Paying for the Powell Doctrine

In the early days of the Bosnian War, Colin Powell, who at the time chaired the Joint Chiefs of Staff, came to the conclusion that stopping the fighting would require the use of 250,000 troops. Then-President George Bush took his advice to heart and, fearing another Vietnam, opted to keep U.S. troops at home, safe and sound. Powell’s estimate seemed reasonable because the fighting in Bosnia was vicious, and under the Powell Doctrine, the U.S. government, when intervening abroad, would rely on the military equivalent of a sledgehammer, never a chisel. You can’t miss with a sledgehammer, Powell believed.

In Washington, few politicians challenged Powell’s judgment. The headlines from Bosnia told stark tales of torture, executions, concentration camps, and sieges. Bosnia was in the grip of genocide, and genocide, as everyone knows, is a massive and infernal machine-Evil and Apocalypse entwined-and it cannot be defeated on the cheap. Americans tend to equate the face of genocide with Adolf Hitler, not Radovan Karadzic. If you want to defeat Hitlerian evil, you must, it follows, amass the forces of D-Day and have a great generation on hand to storm the beaches (or mountains or deserts or jungles, as the case may be). Understandably, few politicians wished to send untold numbers of GIs to an obscure and violent country where it was hard to figure out who was committing genocide against whom and where American blood would seep into soil that contained no oil.
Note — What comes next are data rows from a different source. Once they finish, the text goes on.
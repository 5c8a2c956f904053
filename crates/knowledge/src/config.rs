//! Engine, vocabulary and knowledge-base manifest configuration.
//!
//! All three live under `.autofill/` in the workspace and are optional:
//! - `engine.yaml`: matching, scoring and concurrency parameters
//! - `vocabulary.yaml`: domain keyword sets, abbreviations, internal-matter rules
//! - `knowledge.yaml`: which CSV files make up the knowledge base

use autofill_core::{AppError, AppResult};
use serde::{Deserialize, Serialize};
use std::collections::BTreeMap;
use std::fs;
use std::path::{Path, PathBuf};

/// Confidence band lower bounds (inclusive).
#[derive(Debug, Clone, Copy, Serialize, Deserialize, PartialEq, Eq)]
pub struct ConfidenceBands {
    #[serde(default = "default_high")]
    pub high: u8,
    #[serde(default = "default_medium")]
    pub medium: u8,
    #[serde(default = "default_low")]
    pub low: u8,
}

fn default_high() -> u8 {
    90
}

fn default_medium() -> u8 {
    70
}

fn default_low() -> u8 {
    40
}

impl Default for ConfidenceBands {
    fn default() -> Self {
        Self {
            high: default_high(),
            medium: default_medium(),
            low: default_low(),
        }
    }
}

/// Matching, synthesis and scoring parameters.
#[derive(Debug, Clone, Serialize, Deserialize, PartialEq)]
pub struct EngineConfig {
    /// Evidence candidates kept per question
    #[serde(default = "default_top_k")]
    pub top_k: usize,

    /// Lexical candidates pulled before concept re-ranking
    #[serde(default = "default_candidate_pool")]
    pub candidate_pool: usize,

    /// Best-evidence similarity below which a question is unanswerable
    #[serde(default = "default_min_similarity")]
    pub min_similarity: f64,

    /// Top-two similarity gap that counts as ambiguous
    #[serde(default = "default_ambiguity_margin")]
    pub ambiguity_margin: f64,

    /// Answers shorter than this (in characters) are penalized
    #[serde(default = "default_short_answer_chars")]
    pub short_answer_chars: usize,

    /// Penalty applied when synthesis fell back after a provider failure
    #[serde(default = "default_degraded_penalty")]
    pub degraded_penalty: i32,

    #[serde(default)]
    pub bands: ConfidenceBands,

    /// Questions processed in parallel per request
    #[serde(default = "default_concurrency")]
    pub concurrency: usize,

    #[serde(default = "default_synthesis_timeout_secs")]
    pub synthesis_timeout_secs: u64,

    /// Share of a sentence's content terms that must occur in the evidence
    #[serde(default = "default_grounding_threshold")]
    pub grounding_threshold: f64,
}
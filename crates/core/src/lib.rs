//! Autofill Core Library
//!
//! This crate provides the foundational utilities shared by the autofill workspace:
//! - Error handling (`AppError`, `AppResult`)
//! - Logging infrastructure
//! - Configuration management

pub mod config;
pub mod error;
pub mod logging;

// Re-export commonly used types
pub use config::AppConfig;
pub use error::{AppError, AppResult};
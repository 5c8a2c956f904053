//! Text-generation providers for answer synthesis.

use crate::types::{EvidenceCandidate, INSUFFICIENT_MARKER};
use async_trait::async_trait;
use autofill_core::{AppError, AppResult};
use autofill_llm::{LlmClient, LlmRequest};
use autofill_prompt::{build_prompt, PromptDefinition};
use serde::{Deserialize, Serialize};
use std::sync::Arc;

/// A provider's proposed answer, not yet verified.
#[derive(Debug, Clone, PartialEq, Eq, Serialize, Deserialize)]
pub struct Draft {
    pub answer: String,
    #[serde(default)]
    pub citations: Vec<String>,
}

/// Generates a draft answer from ranked evidence.
///
/// Implementations may be slow, rate-limited or non-deterministic. Callers
/// verify every draft before using it.
#[async_trait]
pub trait SynthesisProvider: Send + Sync {
    fn name(&self) -> &str;

    async fn generate(&self, question: &str, evidence: &[EvidenceCandidate]) -> AppResult<Draft>;
}

#[derive(Serialize)]
struct EvidenceContext {
    rank: usize,
    citation: String,
    question: String,
    answer: String,
}

#[derive(Serialize)]
struct PromptContext<'a> {
    question: &'a str,
    insufficient_marker: &'a str,
    evidence: Vec<EvidenceContext>,
}

/// Completion budget for one synthesized answer.
const SYNTHESIS_MAX_TOKENS: u32 = 600;

/// Synthesis backed by an LLM client and a Handlebars prompt.
pub struct LlmSynthesisProvider {
    client: Arc<dyn LlmClient>,
    model: String,
    prompt: PromptDefinition,
}

impl LlmSynthesisProvider {
    pub fn new(client: Arc<dyn LlmClient>, model: impl Into<String>, prompt: PromptDefinition) -> Self {
        Self {
            client,
            model: model.into(),
            prompt,
        }
    }
}

#[async_trait]
impl SynthesisProvider for LlmSynthesisProvider {
    fn name(&self) -> &str {
        self.client.provider_name()
    }

    async fn generate(&self, question: &str, evidence: &[EvidenceCandidate]) -> AppResult<Draft> {
        let context = PromptContext {
            question,
            insufficient_marker: INSUFFICIENT_MARKER,
            evidence: evidence
                .iter()
                .map(|c| EvidenceContext {
                    rank: c.rank,
                    citation: c.entry.citation(),
                    question: c.entry.question_text.clone(),
                    answer: c.entry.answer_text.clone(),
                })
                .collect(),
        };

        let built = build_prompt(&self.prompt, &context)?;

        let mut request = LlmRequest::new(built.user, &self.model)
            .with_max_tokens(SYNTHESIS_MAX_TOKENS)
            .with_temperature(0.0);
        if built.json_output {
            request = request.with_json_output();
        }
        if let Some(system) = built.system {
            request = request.with_system(system);
        }

        let response = self.client.complete(&request).await?;
        tracing::trace!("Synthesis response: {}", response.content);

        parse_draft(&response.content)
    }
}

/// Parse a provider reply into a draft.
///
/// Models sometimes wrap the JSON object in prose or code fences, so the
/// outermost `{...}` span is used.
pub fn parse_draft(content: &str) -> AppResult<Draft> {
    let start = content.find('{');
    let end = content.rfind('}');

    let json = match (start, end) {
        (Some(s), Some(e)) if s < e => &content[s..=e],
        _ => {
            return Err(AppError::Synthesis(
                "Provider reply contains no JSON object".to_string(),
            ))
        }
    };

    let draft: Draft = serde_json::from_str(json)
        .map_err(|e| AppError::Synthesis(format!("Malformed provider reply: {}", e)))?;

    if draft.answer.trim().is_empty() {
        return Err(AppError::Synthesis("Provider returned an empty answer".to_string()));
    }

    Ok(draft)
}
//! LLM integration crate for the autofill engine.
//!
//! Provides a provider-agnostic completion interface used by the answer
//! synthesizer. Responses are treated as untrusted drafts; grounding is
//! enforced by the caller.
//!
//! # Providers
//! - **Ollama**: local runtime
//! - **OpenAI**: any OpenAI-compatible chat completions endpoint
//!
//! # Example
//! ```no_run
//! use autofill_llm::{LlmClient, LlmRequest, providers::OllamaClient};
//!
//! # async fn example() -> Result<(), Box<dyn std::error::Error>> {
//! let client = OllamaClient::new();
//! let request = LlmRequest::new("Reply with {}", "llama3.2").with_json_output();
//! let response = client.complete(&request).await?;
//! println!("{}", response.content);
//! # Ok(())
//! # }
//! ```

pub mod client;
pub mod factory;
pub mod providers;
pub mod types;

// Re-export main types
pub use client::{LlmClient, LlmRequest, LlmResponse, LlmUsage};
pub use factory::create_client;
pub use providers::{OllamaClient, OpenAiClient};
pub use types::ProviderType;
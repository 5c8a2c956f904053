//! Prompt types.

use serde::{Deserialize, Serialize};

/// A prompt definition, either built in or loaded from YAML.
#[derive(Debug, Clone, Serialize, Deserialize)]
pub struct PromptDefinition {
    /// Unique prompt identifier
    pub id: String,

    /// Human-readable title
    pub title: String,

    /// API version for schema evolution
    #[serde(rename = "apiVersion")]
    pub api_version: String,

    /// System message template (Handlebars)
    #[serde(default, skip_serializing_if = "Option::is_none")]
    pub system: Option<String>,

    /// User message template (Handlebars)
    pub template: String,

    /// Output specification
    pub output: PromptOutputSpec,
}

/// Output specification for the prompt.
#[derive(Debug, Clone, Serialize, Deserialize)]
pub struct PromptOutputSpec {
    /// Output format (e.g., "text", "json")
    pub format: String,
}

impl PromptOutputSpec {
    /// Whether the prompt expects a JSON object back.
    pub fn is_json(&self) -> bool {
        self.format.eq_ignore_ascii_case("json")
    }
}

/// A fully rendered prompt ready for LLM execution.
#[derive(Debug, Clone, Serialize, Deserialize, PartialEq)]
pub struct BuiltPrompt {
    /// System message (optional)
    pub system: Option<String>,

    /// User message
    pub user: String,

    /// Source prompt ID
    #[serde(rename = "sourcePromptId")]
    pub source_prompt_id: String,

    /// Whether the provider should be asked for JSON output
    #[serde(rename = "jsonOutput")]
    pub json_output: bool,
}

#[cfg(test)]
mod tests {
    use super::*;

    #[test]
    fn test_prompt_definition_deserialization() {
        let yaml = r#"
id: synthesis.answer
title: Custom synthesis
apiVersion: "1.0"
system: "Answer only from evidence."
template: "Question: {{question}}"
output:
  format: json
"#;

        let def: PromptDefinition = serde_yaml::from_str(yaml).unwrap();
        assert_eq!(def.id, "synthesis.answer");
        assert_eq!(def.system.as_deref(), Some("Answer only from evidence."));
        assert!(def.output.is_json());
    }

    #[test]
    fn test_system_is_optional() {
        let yaml = r#"
id: plain
title: Plain
apiVersion: "1.0"
template: "{{question}}"
output:
  format: text
"#;

        let def: PromptDefinition = serde_yaml::from_str(yaml).unwrap();
        assert!(def.system.is_none());
        assert!(!def.output.is_json());
    }
}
If you were in Bosnia at the time, as I was, the situation would not have appeared so fuzzy. You might have wondered, as I did, where Powell was planning to put all those troops, and what they would do. Genocide is a strange animal; it is monstrous, but not a monster. I met and occasionally shared a glass of brandy with more than a few war criminals in Bosnia, and I learned that these were not brave men and women, and that their numbers were not so immense. Many of the atrocities in the war were committed by paramilitary squads drawn heavily from Serbia’s underworld; these soldiers-I use the word with great caution-were excellent killers of civilians and takers of whatever loot they could find, but they would not have fared well against an army, which, at the beginning of the war, the newly independent Bosnian government did not have. That is why the Serbs were able to seize so much territory at the start-they faced no organized opposition. Once it took shape, Bosnia’s army found itself fighting an uphill battle and suffering from an international arms embargo that starved it of the weapons it needed to mount offensives (or defensives).

 

The siege of Sarajevo was maintained by heavy weapons and lazy soldiers like Dragisa, who made a point of not volunteering his last name when I visited him in the fall of 1992 at his place of work, a fortified machine-gun nest in the hills above the Bosnian capital. His job, and the job of the three soldiers he worked w...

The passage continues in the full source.